Publishing credentials are managed through GitHub Secrets—Fern never has access to these tokens. Teams declare target registries in generators.yml, and Fern handles registry-specific packaging as part of the pipeline. Developers can install updated SDKs using standard workflows like npm install or pip install shortly after API changes merge.

For teams with custom SDK logic, .fernignore excludes specific files from regeneration, while language-specific extension points—middleware in TypeScript, authentication hooks in Python—let you inject behavior without modifying generated code.

Fern also supports its own Fern Definition format, a simplified YAML structure designed for human readability with native support for splitting definitions across multiple files.

Final thoughts on SDK automation and API drift

API drift happens when your production endpoints diverge from your interface definitions, leaving developers with client libraries that fail at runtime. Evergreen SDKs solve this by regenerating automatically from your API specification, keeping your Python, TypeScript, and Java libraries synchronized without manual intervention. Your team can ship features faster when SDK maintenance doesn't require context-switching across languages. The infrastructure to automate this workflow already exists.

FAQ

How do automated tools determine which version number to use?

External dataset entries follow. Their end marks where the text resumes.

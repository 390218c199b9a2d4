//! TCP listener with a connection ceiling.
//!
//! # Responsibilities
//! - Bind to the configured address
//! - Accept incoming TCP connections
//! - Enforce max_connections via semaphore without blocking accept
//! - Surface accept errors to the caller, who decides whether to continue

use std::net::SocketAddr;
use std::sync::Arc;
use tokio::net::{TcpListener, TcpStream};
use tokio::sync::{OwnedSemaphorePermit, Semaphore};

/// Error type for listener operations.
#[derive(Debug)]
pub enum ListenerError {
    /// Bind address could not be parsed.
    Address(String),
    /// Failed to bind to address.
    Bind(std::io::Error),
    /// Failed to accept connection.
    Accept(std::io::Error),
}

impl std::fmt::Display for ListenerError {
    fn fmt(&self, f: &mut std::fmt::Formatter<'_>) -> std::fmt::Result {
        match self {
            ListenerError::Address(addr) => write!(f, "Invalid bind address: {}", addr),
            ListenerError::Bind(e) => write!(f, "Failed to bind: {}", e),
            ListenerError::Accept(e) => write!(f, "Failed to accept: {}", e),
        }
    }
}

impl std::error::Error for ListenerError {}

/// A TCP listener that hands out one permit per live connection.
///
/// When every permit is taken, [`Listener::try_permit`] returns `None` and
/// the caller turns the connection away; `accept` itself never waits on
/// capacity.
pub struct Listener {
    /// The underlying TCP listener.
    inner: TcpListener,
    /// Semaphore to limit concurrent connections.
    connection_limit: Arc<Semaphore>,
    /// Configured maximum connections.
    max_connections: usize,
}

impl Listener {
    /// Bind to `bind_address` with a connection ceiling.
    pub async fn bind(bind_address: &str, max_connections: usize) -> Result<Self, ListenerError> {
        let addr: SocketAddr = bind_address
            .parse()
            .map_err(|_| ListenerError::Address(bind_address.to_string()))?;

        let listener = TcpListener::bind(addr).await.map_err(ListenerError::Bind)?;

        let local_addr = listener.local_addr().map_err(ListenerError::Bind)?;

        tracing::info!(
            address = %local_addr,
            max_connections,
            "Listener bound"
        );

        Ok(Self {
            inner: listener,
            connection_limit: Arc::new(Semaphore::new(max_connections)),
            max_connections,
        })
    }

    /// Accept the next connection.
    pub async fn accept(&self) -> Result<(TcpStream, SocketAddr), ListenerError> {
        let (stream, addr) = self.inner.accept().await.map_err(ListenerError::Accept)?;

        tracing::trace!(
            peer_addr = %addr,
            available_permits = self.connection_limit.available_permits(),
            "TCP connection accepted"
        );

        Ok((stream, addr))
    }

    /// Claim a connection slot, or `None` if the listener is at capacity.
    pub fn try_permit(&self) -> Option<ConnectionPermit> {
        self.connection_limit
            .clone()
            .try_acquire_owned()
            .ok()
            .map(|permit| ConnectionPermit { _permit: permit })
    }

    /// Get the local address this listener is bound to.
    pub fn local_addr(&self) -> Result<SocketAddr, std::io::Error> {
        self.inner.local_addr()
    }

    /// Get current available connection slots.
    pub fn available_permits(&self) -> usize {
        self.connection_limit.available_permits()
    }

    /// Get configured maximum connections.
    pub fn max_connections(&self) -> usize {
        self.max_connections
    }
}

/// A permit representing a connection slot.
///
/// When dropped, the connection slot is released back to the pool,
/// including when the session task panics.
#[derive(Debug)]
pub struct ConnectionPermit {
    _permit: OwnedSemaphorePermit,
}

#[cfg(test)]
mod tests {
    use super::*;

    #[tokio::test]
    async fn permits_are_bounded_and_returned() {
        let listener = Listener::bind("127.0.0.1:0", 2).await.unwrap();
        assert_eq!(listener.max_connections(), 2);

        let first = listener.try_permit().unwrap();
        let _second = listener.try_permit().unwrap();
        assert!(listener.try_permit().is_none());

        drop(first);
        assert_eq!(listener.available_permits(), 1);
        assert!(listener.try_permit().is_some());
    }

    #[tokio::test]
    async fn rejects_unparseable_address() {
        let err = Listener::bind("not-an-address", 1).await.err().unwrap();
        assert!(matches!(err, ListenerError::Address(_)));
    }
}
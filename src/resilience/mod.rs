//! Resilience subsystem.
//!
//! # Data Flow
//! ```text
//! Client connection attempt fails:
//!     → backoff.rs (delay before the next attempt)
//!     → ClientEngine::connect_with_retry tries again, up to max_attempts
//! ```
//!
//! # Design Decisions
//! - Timeouts are non-negotiable; connect and handshake both have deadlines
//! - Handshake mismatches are not retried by the server; only the client retries
//! - Jitter spreads out reconnect storms

pub mod backoff;
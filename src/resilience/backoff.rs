//! Exponential backoff with jitter for reconnect attempts.

use std::time::Duration;

use rand::Rng;

/// Delay before connection attempt number `attempt` (zero-based).
///
/// The first attempt goes out immediately. After that the delay doubles
/// from `base_ms`, is capped at `max_ms`, and gets up to 10% jitter so
/// clients dropped together do not reconnect in lockstep.
pub fn calculate_backoff(attempt: u32, base_ms: u64, max_ms: u64) -> Duration {
    if attempt == 0 {
        return Duration::ZERO;
    }

    let factor = 2u64.saturating_pow(attempt - 1);
    let capped = base_ms.saturating_mul(factor).min(max_ms);

    let jitter_range = capped / 10;
    let jitter = if jitter_range > 0 {
        rand::thread_rng().gen_range(0..jitter_range)
    } else {
        0
    };

    Duration::from_millis(capped + jitter)
}
//! Server and client engines talking over an upgraded connection.

use std::io::Write;
use std::sync::Arc;

use wirelink::config::ClientConfig;
use wirelink::net::tls::{ClientTls, StrictValidator};
use wirelink::session::SessionError;
use wirelink::{Blacklist, ClientEngine, ClientError, CloseReason, Event};

mod common;
use common::{local_config, start_server, wait_for, Identity};

fn client_config(port: u16) -> ClientConfig {
    ClientConfig {
        host: "127.0.0.1".to_string(),
        port,
        server_name: Some("localhost".to_string()),
        ..ClientConfig::default()
    }
}

#[tokio::test]
async fn lines_flow_both_ways_after_upgrade() {
    let identity = Identity::generate();
    let (server, mut server_events, addr) =
        start_server(local_config(), Some(identity.server_tls()), Blacklist::new()).await;

    let tls = ClientTls::new("localhost", identity.roots(), Arc::new(StrictValidator)).unwrap();
    let client = ClientEngine::new(client_config(addr.port()), Some(tls));
    let mut client_events = client.subscribe();

    let session = client.connect().await.unwrap();
    assert!(session.is_active());
    assert!(session.connection().is_upgraded());
    let client_security = wait_for(&mut client_events, |e| match e {
        Event::TlsReady { security, .. } => Some(security),
        _ => None,
    })
    .await;

    let server_security = wait_for(&mut server_events, |e| match e {
        Event::TlsReady { security, .. } => Some(security),
        _ => None,
    })
    .await;
    assert_eq!(server_security, client_security);
    let server_session = wait_for(&mut server_events, |e| match e {
        Event::ConnectionReady { session } => Some(session),
        _ => None,
    })
    .await;
    assert!(server_session.connection().is_upgraded());

    client.send("secure hello").await.unwrap();
    let payload = wait_for(&mut server_events, |e| match e {
        Event::DataReceived { payload, .. } => Some(payload),
        _ => None,
    })
    .await;
    assert_eq!(payload, "secure hello");

    server_session.send("secure reply").await.unwrap();
    let reply = wait_for(&mut client_events, |e| match e {
        Event::DataReceived { payload, .. } => Some(payload),
        _ => None,
    })
    .await;
    assert_eq!(reply, "secure reply");

    client.disconnect().await;
    let reason = wait_for(&mut server_events, |e| match e {
        Event::ConnectionClosed { reason, .. } => Some(reason),
        _ => None,
    })
    .await;
    assert_eq!(reason, CloseReason::RemoteClosed);
    assert!(server.registry().is_empty());

    server.stop().await;
}

#[tokio::test]
async fn untrusted_server_is_refused_by_default() {
    let identity = Identity::generate();
    let (server, mut server_events, addr) =
        start_server(local_config(), Some(identity.server_tls()), Blacklist::new()).await;

    let client = ClientEngine::from_config(ClientConfig {
        tls_enabled: true,
        ..client_config(addr.port())
    })
    .unwrap();

    let err = client.connect().await.unwrap_err();
    assert!(matches!(err, ClientError::Session(SessionError::Tls(_))));
    assert!(client.session().await.is_none());

    wait_for(&mut server_events, |e| matches!(e, Event::TlsFailed { .. }).then_some(())).await;
    let reason = wait_for(&mut server_events, |e| match e {
        Event::ConnectionClosed { reason, .. } => Some(reason),
        _ => None,
    })
    .await;
    assert_eq!(reason, CloseReason::TlsFailed);
    assert!(server.registry().is_empty());

    server.stop().await;
}

#[tokio::test]
async fn configured_ca_file_is_trusted() {
    let identity = Identity::generate();
    let (server, _events, addr) = start_server(local_config(), Some(identity.server_tls()), Blacklist::new()).await;

    let mut ca = tempfile::NamedTempFile::new().unwrap();
    ca.write_all(identity.cert_pem.as_bytes()).unwrap();

    let client = ClientEngine::from_config(ClientConfig {
        tls_enabled: true,
        ca_path: Some(ca.path().to_string_lossy().into_owned()),
        ..client_config(addr.port())
    })
    .unwrap();

    let session = client.connect().await.unwrap();
    assert!(session.connection().is_upgraded());

    client.disconnect().await;
    server.stop().await;
}

#[tokio::test]
async fn accept_invalid_certs_skips_validation() {
    let identity = Identity::generate();
    let (server, _events, addr) = start_server(local_config(), Some(identity.server_tls()), Blacklist::new()).await;

    let client = ClientEngine::from_config(ClientConfig {
        tls_enabled: true,
        accept_invalid_certs: true,
        ..client_config(addr.port())
    })
    .unwrap();

    client.connect().await.unwrap();
    client.send("trusting").await.unwrap();

    client.disconnect().await;
    server.stop().await;
}
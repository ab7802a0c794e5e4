use tokio::sync::{Mutex, MutexGuard};

use crate::error::DappError;

/// Rejects a second run of an operation while one is outstanding.
pub struct SingleFlight {
    operation: &'static str,
    lock: Mutex<()>,
}

impl SingleFlight {
    pub fn new(operation: &'static str) -> Self {
        Self {
            operation,
            lock: Mutex::new(()),
        }
    }

    /// The returned guard releases the slot when dropped.
    pub fn try_begin(&self) -> Result<MutexGuard<'_, ()>, DappError> {
        self.lock
            .try_lock()
            .map_err(|_| DappError::Busy(self.operation))
    }
}
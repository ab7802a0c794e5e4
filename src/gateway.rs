use alloy::primitives::Address;
use futures_util::{Stream, StreamExt, TryStreamExt, stream};
use std::sync::Arc;
use tracing::debug;

use crate::error::DappError;
use crate::session::WalletSession;
use crate::types::{BadgeRecord, RegistrationRequest};
use crate::wallet::{BadgeContract, SubmittedTransaction};

/// Contract operations available through the current session.
pub struct ContractGateway<'a> {
    session: &'a WalletSession,
}

impl<'a> ContractGateway<'a> {
    pub fn new(session: &'a WalletSession) -> Self {
        Self { session }
    }

    /// Fails fast when no handle could ever serve a read.
    pub fn ensure_reader(&self) -> Result<(), DappError> {
        if self.session.contract().is_some() || self.session.provider().is_some() {
            Ok(())
        } else {
            Err(DappError::NoReader)
        }
    }

    /// The signing handle if connected, otherwise a read-only handle from the provider.
    pub async fn reader(&self) -> Result<Arc<dyn BadgeContract>, DappError> {
        if let Some(contract) = self.session.contract() {
            return Ok(contract.clone());
        }
        match (self.session.provider(), self.session.contract_info()) {
            (Some(provider), Some(info)) => provider.read_contract(info).await,
            _ => Err(DappError::NoReader),
        }
    }

    pub fn signer(&self) -> Result<&Arc<dyn BadgeContract>, DappError> {
        self.session.contract().ok_or(DappError::NotConnected)
    }

    /// Sends the registration; the caller awaits confirmation on the returned handle.
    pub async fn register_badge(
        &self,
        request: &RegistrationRequest,
    ) -> Result<SubmittedTransaction, DappError> {
        let signer = self.signer()?;
        debug!(recipient = %request.recipient, title = %request.title, "Submitting registerBadge");
        signer.register_badge(request).await
    }

    /// Every badge `holder` owns, in the order of `getTitles`.
    pub async fn query_badges_for_address(
        &self,
        holder: Address,
    ) -> Result<Vec<BadgeRecord>, DappError> {
        let reader = self.reader().await?;
        let titles = reader.titles(holder).await?;
        badge_stream(reader, holder, titles).try_collect().await
    }
}

/// Lazily fetches one badge per title, one at a time, yielding them in title order.
pub fn badge_stream(
    reader: Arc<dyn BadgeContract>,
    holder: Address,
    titles: Vec<String>,
) -> impl Stream<Item = Result<BadgeRecord, DappError>> {
    stream::iter(titles).then(move |title| {
        let reader = reader.clone();
        async move { reader.badge_by_title(holder, &title).await }
    })
}

#[cfg(test)]
mod tests {
    use super::*;
    use crate::directory::tests::contract_info;
    use crate::testing::{FakeRegistry, FakeWallet, OWNER, USER, record};
    use crate::types::{BadgeType, Expiry};

    async fn connected(registry: FakeRegistry) -> WalletSession {
        let mut session = WalletSession::new(Some(Arc::new(FakeWallet::new(OWNER, registry))));
        session.set_contract_info(contract_info());
        session.connect().await.unwrap();
        session
    }

    #[tokio::test]
    async fn test_no_reader_without_session() {
        let session = WalletSession::new(None);
        let gateway = ContractGateway::new(&session);

        assert_eq!(gateway.ensure_reader(), Err(DappError::NoReader));
        assert_eq!(
            gateway.query_badges_for_address(USER).await,
            Err(DappError::NoReader)
        );
    }

    #[tokio::test]
    async fn test_register_requires_signer() {
        let session = WalletSession::new(None);
        let gateway = ContractGateway::new(&session);
        let request = RegistrationRequest {
            recipient: USER,
            title: "T1".to_string(),
            description: String::new(),
            issuer: String::new(),
            evidence_url: String::new(),
            badge_type: BadgeType::Course,
            expiry: Expiry::Never,
        };

        assert!(matches!(
            gateway.register_badge(&request).await,
            Err(DappError::NotConnected)
        ));
    }

    #[tokio::test]
    async fn test_query_preserves_title_order() {
        let registry = FakeRegistry::new();
        // Later titles answer faster; order must still follow getTitles
        registry.insert(USER, record("T1")).with_delay_ms("T1", 30);
        registry.insert(USER, record("T2")).with_delay_ms("T2", 10);
        registry.insert(USER, record("T3"));

        let session = connected(registry).await;
        let badges = ContractGateway::new(&session)
            .query_badges_for_address(USER)
            .await
            .unwrap();

        let titles: Vec<_> = badges.iter().map(|b| b.title.as_str()).collect();
        assert_eq!(titles, ["T1", "T2", "T3"]);
    }

    #[tokio::test]
    async fn test_query_empty_holder() {
        let session = connected(FakeRegistry::new()).await;
        let badges = ContractGateway::new(&session)
            .query_badges_for_address(USER)
            .await
            .unwrap();
        assert!(badges.is_empty());
    }

    #[tokio::test]
    async fn test_read_only_handle_after_failed_connect() {
        let registry = FakeRegistry::new();
        registry.insert(USER, record("T1"));
        let wallet = FakeWallet::new(USER, registry).rejecting_accounts();
        let mut session = WalletSession::new(Some(Arc::new(wallet)));
        session.set_contract_info(contract_info());
        assert!(session.connect().await.is_err());

        let gateway = ContractGateway::new(&session);
        assert!(gateway.signer().is_err());
        let badges = gateway.query_badges_for_address(USER).await.unwrap();
        assert_eq!(badges.len(), 1);
    }

    #[tokio::test]
    async fn test_badge_stream_is_lazy() {
        let registry = FakeRegistry::new();
        registry.insert(USER, record("T1"));
        registry.insert(USER, record("T2"));
        let reader: Arc<dyn BadgeContract> = Arc::new(registry.handle(false));

        let mut badges = Box::pin(badge_stream(
            reader,
            USER,
            vec!["T1".to_string(), "T2".to_string()],
        ));
        assert_eq!(registry.calls(), 0);

        let first = badges.next().await.unwrap().unwrap();
        assert_eq!(first.title, "T1");
        assert_eq!(registry.calls(), 1);
    }
}
use crate::common::errors::{ContractCallError, CustomErrorReason};
use crate::common::tx_submitter::{PendingSubmission, TransactionSubmitter};
use alloy::{
    primitives::{Address, U256},
    providers::Provider,
    sol,
};
use std::sync::Arc;
use tokio::sync::Mutex;

sol!(
    #[sol(rpc)]
    #[derive(Debug)]
    contract BadgeRegistry {
        struct Badge {
            string title;
            string description;
            string issuer;
            uint8 badgeType;
            uint256 issuedAt;
            uint256 expiresAt;
            string evidenceUrl;
        }

        error OwnableUnauthorizedAccount(address account);
        error OwnableInvalidOwner(address owner);

        event BadgeRegistered(address indexed recipient, string title, uint8 badgeType);

        function owner() external view returns (address);
        function registerBadge(
            address recipient,
            string calldata title,
            string calldata description,
            string calldata issuer,
            uint256 expiresAt,
            string calldata evidenceUrl,
            uint8 badgeType
        ) external;
        function getTitles(address holder) external view returns (string[] memory);
        function getBadgeByTitle(address holder, string calldata title) external view returns (Badge memory);
    }
);

use BadgeRegistry::{BadgeRegistryErrors, BadgeRegistryInstance};

impl CustomErrorReason for BadgeRegistryErrors {
    fn reason(&self) -> String {
        match self {
            BadgeRegistryErrors::OwnableUnauthorizedAccount(e) => {
                format!("OwnableUnauthorizedAccount({})", e.account)
            }
            BadgeRegistryErrors::OwnableInvalidOwner(e) => {
                format!("OwnableInvalidOwner({})", e.owner)
            }
        }
    }
}

/// Arguments of a `registerBadge` call, already validated by the caller.
#[derive(Debug, Clone, PartialEq, Eq)]
pub struct BadgeRegistration {
    pub recipient: Address,
    pub title: String,
    pub description: String,
    pub issuer: String,
    /// Unix seconds, `0` means the badge never expires.
    pub expires_at: u64,
    pub evidence_url: String,
    pub badge_type: u8,
}

/// Client for interacting with the BadgeRegistry contract
#[derive(Clone)]
pub struct BadgeRegistryClient<P: Provider + Clone> {
    contract: BadgeRegistryInstance<P>,
    submitter: TransactionSubmitter<BadgeRegistryErrors>,
}

impl<P: Provider + Clone> BadgeRegistryClient<P> {
    /// Create a new BadgeRegistryClient
    pub fn new(provider: P, contract_address: Address, tx_lock: Arc<Mutex<()>>) -> Self {
        let contract = BadgeRegistryInstance::new(contract_address, provider);
        let submitter = TransactionSubmitter::new(tx_lock);
        Self {
            contract,
            submitter,
        }
    }

    /// Get the contract address
    pub fn address(&self) -> Address {
        *self.contract.address()
    }

    // ------------------------------------------------------------------------
    // View Functions
    // ------------------------------------------------------------------------

    /// Returns the address allowed to issue badges
    pub async fn owner(&self) -> Result<Address, ContractCallError> {
        self.contract
            .owner()
            .call()
            .await
            .map_err(|e| ContractCallError::from_contract_error("owner", e))
    }

    /// Returns the titles of every badge held by `holder`, in contract order
    pub async fn titles(&self, holder: Address) -> Result<Vec<String>, ContractCallError> {
        self.contract
            .getTitles(holder)
            .call()
            .await
            .map_err(|e| ContractCallError::from_contract_error("getTitles", e))
    }

    /// Returns the badge `holder` holds under `title`
    pub async fn badge_by_title(
        &self,
        holder: Address,
        title: String,
    ) -> Result<BadgeRegistry::Badge, ContractCallError> {
        self.contract
            .getBadgeByTitle(holder, title)
            .call()
            .await
            .map_err(|e| ContractCallError::from_contract_error("getBadgeByTitle", e))
    }

    // ------------------------------------------------------------------------
    // Admin Functions (owner only)
    // ------------------------------------------------------------------------

    /// Sends a `registerBadge` transaction; the returned submission still has
    /// to be confirmed by the caller.
    pub async fn register_badge(
        &self,
        registration: BadgeRegistration,
    ) -> Result<PendingSubmission, ContractCallError> {
        let call = self.contract.registerBadge(
            registration.recipient,
            registration.title,
            registration.description,
            registration.issuer,
            U256::from(registration.expires_at),
            registration.evidence_url,
            registration.badge_type,
        );
        self.submitter.submit("registerBadge", call).await
    }
}
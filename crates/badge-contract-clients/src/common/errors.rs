use alloy::sol_types::{Panic, Revert, SolError, decode_revert_reason};

/// Prefix nodes put in front of a plain-text revert reason.
const EXECUTION_REVERTED: &str = "execution reverted";

/// Short `Name(args)` rendering of a decoded custom contract error.
pub trait CustomErrorReason {
    fn reason(&self) -> String;
}

/// Failure of a contract call, split by whether the chain rejected it.
#[derive(Debug, Clone, PartialEq, Eq)]
pub enum ContractCallError {
    /// The contract rejected the call, with the decoded reason when there was one.
    Reverted {
        method: &'static str,
        reason: Option<String>,
    },
    /// The node could not be reached or answered with a transport-level error.
    Rpc {
        method: &'static str,
        message: String,
    },
}

impl ContractCallError {
    pub fn from_contract_error(method: &'static str, error: alloy::contract::Error) -> Self {
        if let Some(data) = error.as_revert_data() {
            return ContractCallError::Reverted {
                method,
                reason: decode_reason(&data),
            };
        }

        let message = error.to_string();
        match reason_from_message(&message) {
            Some(reason) => ContractCallError::Reverted { method, reason },
            None => ContractCallError::Rpc { method, message },
        }
    }
}

impl std::fmt::Display for ContractCallError {
    fn fmt(&self, f: &mut std::fmt::Formatter<'_>) -> std::fmt::Result {
        match self {
            ContractCallError::Reverted {
                method,
                reason: Some(reason),
            } => write!(f, "{method} reverted: {reason}"),
            ContractCallError::Reverted {
                method,
                reason: None,
            } => write!(f, "{method} reverted"),
            ContractCallError::Rpc { method, message } => write!(f, "{method} failed: {message}"),
        }
    }
}

impl std::error::Error for ContractCallError {}

/// Readable reason carried by a revert payload.
///
/// `Error(string)` yields the bare message, `Panic(uint256)` its code, and a
/// non-ABI payload whatever text it holds.
pub(crate) fn decode_reason(data: &[u8]) -> Option<String> {
    if data.is_empty() {
        return None;
    }
    if let Ok(revert) = Revert::abi_decode(data) {
        return Some(revert.reason);
    }
    if let Ok(panic) = Panic::abi_decode(data) {
        return Some(format!("panic code {:#x}", panic.code));
    }
    decode_revert_reason(data)
}

/// Looks for a node-formatted revert in an error message.
///
/// Returns `None` if the message is not a revert, `Some(None)` for a revert
/// without reason and `Some(Some(reason))` otherwise.
fn reason_from_message(message: &str) -> Option<Option<String>> {
    let start = message.find(EXECUTION_REVERTED)?;
    let rest = message[start + EXECUTION_REVERTED.len()..]
        .trim_start_matches(':')
        .trim();
    // Nodes sometimes append the raw payload after the reason
    let reason = rest.split(", data: ").next().unwrap_or_default().trim();
    if reason.is_empty() {
        Some(None)
    } else {
        Some(Some(reason.to_string()))
    }
}
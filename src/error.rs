use badge_contract_clients::ContractCallError;

/// Where a failure came from, used to tag log events.
#[derive(Debug, Clone, Copy, PartialEq, Eq)]
pub enum ErrorOrigin {
    /// Rejected locally before anything left the process.
    Local,
    /// The wallet was missing or refused.
    Wallet,
    /// The contract rejected the call.
    Chain,
    /// The backend or the RPC node could not be reached.
    Infrastructure,
}

#[derive(Debug, Clone, PartialEq, Eq)]
pub enum DappError {
    // Wallet errors
    ProviderUnavailable,
    UserRejected,

    // Local errors - caught before any dispatch
    Validation(String),
    NotConnected,
    NoReader,
    Configuration(String),
    Busy(&'static str),
    InvalidTransition {
        from: &'static str,
        to: &'static str,
    },

    // Remote errors
    ContractRevert { reason: Option<String> },
    Network(String),
    Unexpected(String),
}

impl DappError {
    pub fn origin(&self) -> ErrorOrigin {
        use DappError::*;
        match self {
            ProviderUnavailable | UserRejected => ErrorOrigin::Wallet,
            Validation(_)
            | NotConnected
            | NoReader
            | Configuration(_)
            | Busy(_)
            | InvalidTransition { .. }
            | Unexpected(_) => ErrorOrigin::Local,
            ContractRevert { .. } => ErrorOrigin::Chain,
            Network(_) => ErrorOrigin::Infrastructure,
        }
    }

    /// User-facing text for this error.
    pub fn message(&self) -> String {
        use DappError::*;
        match self {
            ProviderUnavailable => {
                "No wallet provider found! Configure a wallet to use this app.".to_string()
            }
            UserRejected => "Request rejected in the wallet.".to_string(),
            Validation(msg) => msg.clone(),
            NotConnected => "Please connect your wallet first.".to_string(),
            NoReader => {
                "Please connect your wallet, or restart the app if an error occurred.".to_string()
            }
            Configuration(msg) => msg.clone(),
            Busy(operation) => format!("A {operation} is already in progress. Please wait."),
            InvalidTransition { from, to } => {
                format!("invalid transaction state change from {from} to {to}")
            }
            ContractRevert {
                reason: Some(reason),
            } => reason.clone(),
            ContractRevert { reason: None } => "transaction reverted".to_string(),
            Network(e) => format!("network error: {e}"),
            Unexpected(e) => e.clone(),
        }
    }
}

impl std::fmt::Display for DappError {
    fn fmt(&self, f: &mut std::fmt::Formatter<'_>) -> std::fmt::Result {
        write!(f, "{}", self.message())
    }
}

impl std::error::Error for DappError {}

impl From<ContractCallError> for DappError {
    fn from(error: ContractCallError) -> Self {
        match error {
            ContractCallError::Reverted { reason, .. } => DappError::ContractRevert { reason },
            rpc @ ContractCallError::Rpc { .. } => DappError::Network(rpc.to_string()),
        }
    }
}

Automated versioning analyzes the structural differences between your previous and current API specification to apply semantic versioning rules—patch for bug fixes, minor for backward-compatible additions, and major for breaking changes. Fern Autorelease performs this analysis automatically and pauses for confirmation if the version bump is uncertain.

Can I add custom helper methods to generated SDKs without losing them during regeneration?

Yes, you can use file-level exclusion to protect custom files, or implement middleware and interceptors that inject logic at runtime without modifying the core generated code. Fern supports both approaches via .fernignore and language-specific extension points.

What happens if publishing to one package registry fails during autorelease?

Most automated publishing systems support notifications when a publishing job encounters an issue. Fern Autorelease sends alerts via Slack or the Fern Dashboard, where you can review and retry the specific failed registry without re-running the entire release process.

How long does it take to set up automated SDK publishing across multiple languages?

Most teams configure their generator settings and registry credentials in under an hour, with the first automated release completing within minutes after merging an API definition change. With Fern, you add autorelease: true to your generators.yml and install the GitHub App—no changes to your CI/CD setup required.